* [ACTIVITY]
In the entries that follow, find the word "FileFilter" and report each line it is on.

[Records contained in a dataset]
use std::{
    io::ErrorKind,
    path::{Component, Path, PathBuf},
};

use chrono::{DateTime, Utc};
use serde::{Deserialize, Serialize};
use tracing::debug;

use super::{Fingerprint, Workspace, WorkspaceError, WorkspaceResult};

/// Upload formats the converter accepts.
pub const DOCUMENT_EXTENSIONS: &[&str] = &["doc", "docx", "odt", "rtf"];

#[derive(Debug, Clone, Copy, PartialEq, Eq, Serialize, Deserialize)]
#[serde(rename_all = "snake_case")]
pub enum FileKind {
    Document,
    Pdf,
    Archive,
    Other,
}

impl FileKind {
    pub fn from_path(path: &Path) -> Self {
        let extension = path
            .extension()
            .and_then(|ext| ext.to_str())
            .map(|ext| ext.to_ascii_lowercase())
            .unwrap_or_default();

        match extension.as_str() {
            "pdf" => FileKind::Pdf,
            "zip" => FileKind::Archive,
            ext if DOCUMENT_EXTENSIONS.contains(&ext) => FileKind::Document,
            _ => FileKind::Other,
        }
    }
}

/// Selects which files a listing returns.
#[derive(Debug, Clone, PartialEq, Eq)]
pub enum FileFilter {
    All,
    Kind(FileKind),
    /// Case-insensitive extension match, without the leading dot.
    Suffix(String),
}

impl FileFilter {
    fn matches(&self, file: &StoredFile) -> bool {
        match self {
            FileFilter::All => true,
            FileFilter::Kind(kind) => file.kind == *kind,
            FileFilter::Suffix(suffix) => file
                .path
                .extension()
                .and_then(|ext| ext.to_str())
                .is_some_and(|ext| ext.eq_ignore_ascii_case(suffix.trim_start_matches('.'))),
        }
    }
}

/// Selects which files [`delete_matching`] removes.
#[derive(Debug, Clone, PartialEq, Eq)]
pub enum DeleteMatching {
    /// Every file whose name minus its last extension equals the stem.
    Stem(String),
    Kind(FileKind),
    All,
}

impl DeleteMatching {
    fn matches(&self, file: &StoredFile) -> bool {
        match self {
            DeleteMatching::Stem(stem) => file.stem() == stem,
            DeleteMatching::Kind(kind) => file.kind == *kind,
            DeleteMatching::All => true,
        }
    }
}

/// A regular file found in a workspace at scan time.
#[derive(Debug, Clone, Serialize)]
pub struct StoredFile {
    pub name: String,
    #[serde(skip)]
    pub path: PathBuf,
    pub size: u64,
    pub modified: DateTime<Utc>,
    pub kind: FileKind,
}

impl StoredFile {
    pub fn stem(&self) -> &str {
        Path::new(&self.name)
            .file_stem()
            .and_then(|stem| stem.to_str())
            .unwrap_or(&self.name)
    }
}

/// Validate an untrusted upload name and return the on-disk name.
///
/// Names carrying path separators, `.`/`..` or NUL are rejected outright;
/// whatever survives is passed through `sanitize_filename` to strip
/// characters the platform refuses.
pub fn safe_file_name(name: &str) -> WorkspaceResult<String> {
    let invalid = || WorkspaceError::InvalidFileName(name.to_string());

    if name.is_empty() || name.contains(['/', '\\', '\0']) {
        return Err(invalid());
    }

    let mut components = Path::new(name).components();
    if !matches!(
        (components.next(), components.next()),
        (Some(Component::Normal(_)), None)
    ) {
        return Err(invalid());
    }

    let sanitized = sanitize_filename::sanitize(name);
    if sanitized.is_empty() || sanitized == "." || sanitized == ".." {
        return Err(invalid());
    }
    Ok(sanitized)
}

/// Write `bytes` verbatim to `workspace/filename`, replacing any file of the
/// same name.
pub async fn store_upload(
    workspace: &Workspace,
    filename: &str,
    bytes: &[u8],
) -> WorkspaceResult<PathBuf> {
    let name = safe_file_name(filename)?;
    tokio::fs::create_dir_all(workspace.path()).await?;

    let path = workspace.path().join(name);
    tokio::fs::write(&path, bytes).await?;
    debug!(file = %path.display(), size = bytes.len(), "stored upload");
    Ok(path)
}

/// True only if `workspace/filename` exists and its current (name, size)
/// equals `fingerprint`.
pub async fn is_duplicate(
    workspace: &Workspace,
    filename: &str,
    fingerprint: &Fingerprint,
) -> WorkspaceResult<bool> {
    let path = workspace.path().join(safe_file_name(filename)?);
    let existing = Fingerprint::of_file(&path).await?;
    Ok(existing.as_ref() == Some(fingerprint))
}

/// Rescan the workspace and return matching files, oldest modification first.
pub async fn list_files(
    workspace: &Workspace,
    filter: &FileFilter,
) -> WorkspaceResult<Vec<StoredFile>> {
    let mut entries = match tokio::fs::read_dir(workspace.path()).await {
        Ok(entries) => entries,
        Err(err) if err.kind() == ErrorKind::NotFound => return Ok(Vec::new()),
        Err(err) => return Err(err.into()),
    };

    let mut files = Vec::new();
    while let Some(entry) = entries.next_entry().await? {
        let metadata = match entry.metadata().await {
            Ok(metadata) => metadata,
            // Removed between read_dir and stat.
            Err(err) if err.kind() == ErrorKind::NotFound => continue,
            Err(err) => return Err(err.into()),
        };
        if !metadata.is_file() {
            continue;
        }

        let path = entry.path();
        let file = StoredFile {
            name: entry.file_name().to_string_lossy().into_owned(),
            kind: FileKind::from_path(&path),
            size: metadata.len(),
            modified: DateTime::<Utc>::from(metadata.modified()?),
            path,
        };
        if filter.matches(&file) {
            files.push(file);
        }
    }

    files.sort_by(|a, b| a.modified.cmp(&b.modified).then_with(|| a.name.cmp(&b.name)));
    Ok(files)
}

/// Look up a single file by its exact on-disk name.
pub async fn find_file(workspace: &Workspace, name: &str) -> WorkspaceResult<Option<StoredFile>> {
    let name = safe_file_name(name)?;
    let files = list_files(workspace, &FileFilter::All).await?;
    Ok(files.into_iter().find(|file| file.name == name))
}

/// Remove every file matching `predicate`, one at a time.
///
/// Each removal either succeeds or aborts the loop with its error; files
/// removed before the failure stay removed.
pub async fn delete_matching(
    workspace: &Workspace,
    predicate: &DeleteMatching,
) -> WorkspaceResult<usize> {
    let mut removed = 0;
    for file in list_files(workspace, &FileFilter::All).await? {
        if !predicate.matches(&file) {
            continue;
        }

        match tokio::fs::remove_file(&file.path).await {
            Ok(()) => {
                debug!(file = %file.path.display(), "deleted workspace file");
                removed += 1;
            }
            Err(err) if err.kind() == ErrorKind::NotFound => {}
            Err(err) => return Err(err.into()),
        }
    }
    Ok(removed)
}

* [TASK ANSWER]
pub enum FileFilter {
impl FileFilter {
            FileFilter::All => true,
            FileFilter::Kind(kind) => file.kind == *kind,
            FileFilter::Suffix(suffix) => file
    filter: &FileFilter,
    let files = list_files(workspace, &FileFilter::All).await?;
    for file in list_files(workspace, &FileFilter::All).await? {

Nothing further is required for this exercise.